§ Aim of the exercise:
From the entries below, return exactly the lines beginning at the one that contains "never reports this" and ending at the one that contains "pub fn clamped(&self)", both of them included, and only those lines.

§ Data shown:
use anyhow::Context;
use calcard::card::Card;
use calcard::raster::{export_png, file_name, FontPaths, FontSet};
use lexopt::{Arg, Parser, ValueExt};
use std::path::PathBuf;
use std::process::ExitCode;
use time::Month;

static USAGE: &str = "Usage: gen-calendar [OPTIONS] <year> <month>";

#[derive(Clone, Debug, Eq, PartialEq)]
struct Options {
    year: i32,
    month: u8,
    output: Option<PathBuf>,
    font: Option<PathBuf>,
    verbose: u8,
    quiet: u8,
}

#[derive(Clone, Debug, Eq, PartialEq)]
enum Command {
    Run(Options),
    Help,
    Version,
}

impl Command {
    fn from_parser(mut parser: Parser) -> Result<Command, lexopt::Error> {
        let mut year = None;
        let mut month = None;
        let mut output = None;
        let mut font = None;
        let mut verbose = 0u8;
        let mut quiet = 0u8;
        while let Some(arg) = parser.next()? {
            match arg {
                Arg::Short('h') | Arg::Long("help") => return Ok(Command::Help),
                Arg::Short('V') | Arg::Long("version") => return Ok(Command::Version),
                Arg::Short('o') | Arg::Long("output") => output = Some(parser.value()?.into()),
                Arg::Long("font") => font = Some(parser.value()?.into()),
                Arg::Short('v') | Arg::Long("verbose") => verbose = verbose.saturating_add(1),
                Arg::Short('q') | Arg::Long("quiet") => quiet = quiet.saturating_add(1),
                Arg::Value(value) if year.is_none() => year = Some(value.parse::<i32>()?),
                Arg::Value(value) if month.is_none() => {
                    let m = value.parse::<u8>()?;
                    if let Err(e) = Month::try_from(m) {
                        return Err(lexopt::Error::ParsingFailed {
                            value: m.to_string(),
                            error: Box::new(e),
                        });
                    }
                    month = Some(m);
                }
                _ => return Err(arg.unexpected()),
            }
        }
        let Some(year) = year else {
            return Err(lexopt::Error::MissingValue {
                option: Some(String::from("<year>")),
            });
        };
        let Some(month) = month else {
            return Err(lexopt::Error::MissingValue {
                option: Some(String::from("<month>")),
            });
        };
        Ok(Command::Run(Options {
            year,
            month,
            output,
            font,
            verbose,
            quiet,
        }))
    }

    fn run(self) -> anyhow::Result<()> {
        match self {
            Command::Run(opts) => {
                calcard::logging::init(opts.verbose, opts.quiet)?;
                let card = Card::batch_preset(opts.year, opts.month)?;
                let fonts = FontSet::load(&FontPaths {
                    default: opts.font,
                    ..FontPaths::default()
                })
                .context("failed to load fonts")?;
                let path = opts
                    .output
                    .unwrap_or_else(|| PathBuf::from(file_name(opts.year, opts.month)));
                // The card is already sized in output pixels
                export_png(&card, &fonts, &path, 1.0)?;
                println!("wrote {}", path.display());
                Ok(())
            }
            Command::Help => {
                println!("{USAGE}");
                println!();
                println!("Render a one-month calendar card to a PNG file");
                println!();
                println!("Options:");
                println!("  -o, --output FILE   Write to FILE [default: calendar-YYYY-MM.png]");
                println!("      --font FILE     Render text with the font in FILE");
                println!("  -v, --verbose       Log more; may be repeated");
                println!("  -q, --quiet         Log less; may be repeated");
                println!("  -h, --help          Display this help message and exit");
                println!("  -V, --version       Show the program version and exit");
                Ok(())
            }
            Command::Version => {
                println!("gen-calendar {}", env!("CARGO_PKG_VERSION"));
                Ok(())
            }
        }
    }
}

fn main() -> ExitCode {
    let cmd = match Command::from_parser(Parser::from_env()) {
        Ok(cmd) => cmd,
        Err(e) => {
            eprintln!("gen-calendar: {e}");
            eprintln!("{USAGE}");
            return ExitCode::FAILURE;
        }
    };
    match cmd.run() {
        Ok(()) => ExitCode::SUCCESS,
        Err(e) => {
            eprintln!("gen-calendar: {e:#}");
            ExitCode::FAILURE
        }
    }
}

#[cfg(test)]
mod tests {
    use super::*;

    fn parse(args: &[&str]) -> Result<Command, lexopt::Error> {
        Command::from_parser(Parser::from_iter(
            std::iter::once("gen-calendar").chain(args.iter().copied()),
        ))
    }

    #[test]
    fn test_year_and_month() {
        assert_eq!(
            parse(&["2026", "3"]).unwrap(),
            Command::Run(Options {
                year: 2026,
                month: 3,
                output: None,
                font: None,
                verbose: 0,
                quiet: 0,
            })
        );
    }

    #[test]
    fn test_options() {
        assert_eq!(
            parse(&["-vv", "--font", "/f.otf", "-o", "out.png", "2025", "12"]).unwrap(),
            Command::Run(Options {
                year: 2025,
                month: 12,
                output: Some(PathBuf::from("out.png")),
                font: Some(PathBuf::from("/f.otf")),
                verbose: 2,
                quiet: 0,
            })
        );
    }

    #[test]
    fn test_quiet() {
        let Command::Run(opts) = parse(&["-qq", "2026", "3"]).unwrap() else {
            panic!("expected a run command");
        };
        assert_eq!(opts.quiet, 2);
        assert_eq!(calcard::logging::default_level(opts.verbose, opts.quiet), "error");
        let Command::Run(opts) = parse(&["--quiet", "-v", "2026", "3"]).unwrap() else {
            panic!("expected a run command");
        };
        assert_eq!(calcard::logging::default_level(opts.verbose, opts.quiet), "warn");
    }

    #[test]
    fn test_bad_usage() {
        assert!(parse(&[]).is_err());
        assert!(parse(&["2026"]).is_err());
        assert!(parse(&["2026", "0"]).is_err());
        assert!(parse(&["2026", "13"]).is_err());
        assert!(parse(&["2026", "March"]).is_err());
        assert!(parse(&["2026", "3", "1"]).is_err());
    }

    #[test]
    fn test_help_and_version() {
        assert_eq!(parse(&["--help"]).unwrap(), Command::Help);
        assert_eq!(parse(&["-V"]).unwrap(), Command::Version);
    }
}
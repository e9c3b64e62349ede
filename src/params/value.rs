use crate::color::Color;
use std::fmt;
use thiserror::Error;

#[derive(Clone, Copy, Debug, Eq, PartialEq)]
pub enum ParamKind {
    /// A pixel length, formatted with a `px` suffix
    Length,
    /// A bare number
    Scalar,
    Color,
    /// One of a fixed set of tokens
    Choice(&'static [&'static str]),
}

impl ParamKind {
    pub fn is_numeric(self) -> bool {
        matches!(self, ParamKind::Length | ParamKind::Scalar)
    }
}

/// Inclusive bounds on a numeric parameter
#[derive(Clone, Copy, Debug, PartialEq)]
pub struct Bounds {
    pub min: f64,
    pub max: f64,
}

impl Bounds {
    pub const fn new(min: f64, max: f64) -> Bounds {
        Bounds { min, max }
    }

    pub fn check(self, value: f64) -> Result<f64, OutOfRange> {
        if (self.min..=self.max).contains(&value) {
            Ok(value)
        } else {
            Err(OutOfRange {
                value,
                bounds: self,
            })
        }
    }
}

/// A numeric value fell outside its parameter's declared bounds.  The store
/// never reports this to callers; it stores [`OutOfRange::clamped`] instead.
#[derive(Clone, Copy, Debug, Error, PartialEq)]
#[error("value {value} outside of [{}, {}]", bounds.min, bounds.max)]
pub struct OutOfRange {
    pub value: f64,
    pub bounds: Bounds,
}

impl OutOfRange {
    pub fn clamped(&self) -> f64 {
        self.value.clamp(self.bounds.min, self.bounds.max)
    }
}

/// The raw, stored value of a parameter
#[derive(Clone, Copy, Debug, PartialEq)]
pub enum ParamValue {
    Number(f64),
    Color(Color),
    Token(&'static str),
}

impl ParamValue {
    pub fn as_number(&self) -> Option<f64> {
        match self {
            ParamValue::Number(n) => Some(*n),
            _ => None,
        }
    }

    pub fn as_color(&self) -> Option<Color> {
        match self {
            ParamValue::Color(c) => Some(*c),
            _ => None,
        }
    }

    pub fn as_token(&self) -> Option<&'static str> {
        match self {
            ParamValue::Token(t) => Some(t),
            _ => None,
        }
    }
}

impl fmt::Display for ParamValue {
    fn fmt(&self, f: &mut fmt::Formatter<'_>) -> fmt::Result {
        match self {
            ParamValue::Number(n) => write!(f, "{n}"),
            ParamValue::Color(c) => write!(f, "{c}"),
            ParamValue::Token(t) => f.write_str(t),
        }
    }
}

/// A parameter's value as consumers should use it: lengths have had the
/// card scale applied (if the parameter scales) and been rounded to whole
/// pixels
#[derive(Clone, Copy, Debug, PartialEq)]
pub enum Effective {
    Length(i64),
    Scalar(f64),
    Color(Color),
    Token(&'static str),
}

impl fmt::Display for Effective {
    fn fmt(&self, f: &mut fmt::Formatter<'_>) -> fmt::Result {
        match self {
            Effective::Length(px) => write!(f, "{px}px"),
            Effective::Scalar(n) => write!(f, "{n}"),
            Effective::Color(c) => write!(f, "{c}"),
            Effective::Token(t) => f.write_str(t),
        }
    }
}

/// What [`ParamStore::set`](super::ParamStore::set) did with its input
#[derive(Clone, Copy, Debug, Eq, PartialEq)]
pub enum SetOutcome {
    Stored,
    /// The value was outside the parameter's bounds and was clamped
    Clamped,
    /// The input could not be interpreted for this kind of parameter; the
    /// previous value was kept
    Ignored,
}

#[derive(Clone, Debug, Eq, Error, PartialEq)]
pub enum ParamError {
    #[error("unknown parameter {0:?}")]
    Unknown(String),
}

§ Answer to the problem:
/// never reports this to callers; it stores [`OutOfRange::clamped`] instead.
#[derive(Clone, Copy, Debug, Error, PartialEq)]
#[error("value {value} outside of [{}, {}]", bounds.min, bounds.max)]
pub struct OutOfRange {
    pub value: f64,
    pub bounds: Bounds,
}

impl OutOfRange {
    pub fn clamped(&self) -> f64 {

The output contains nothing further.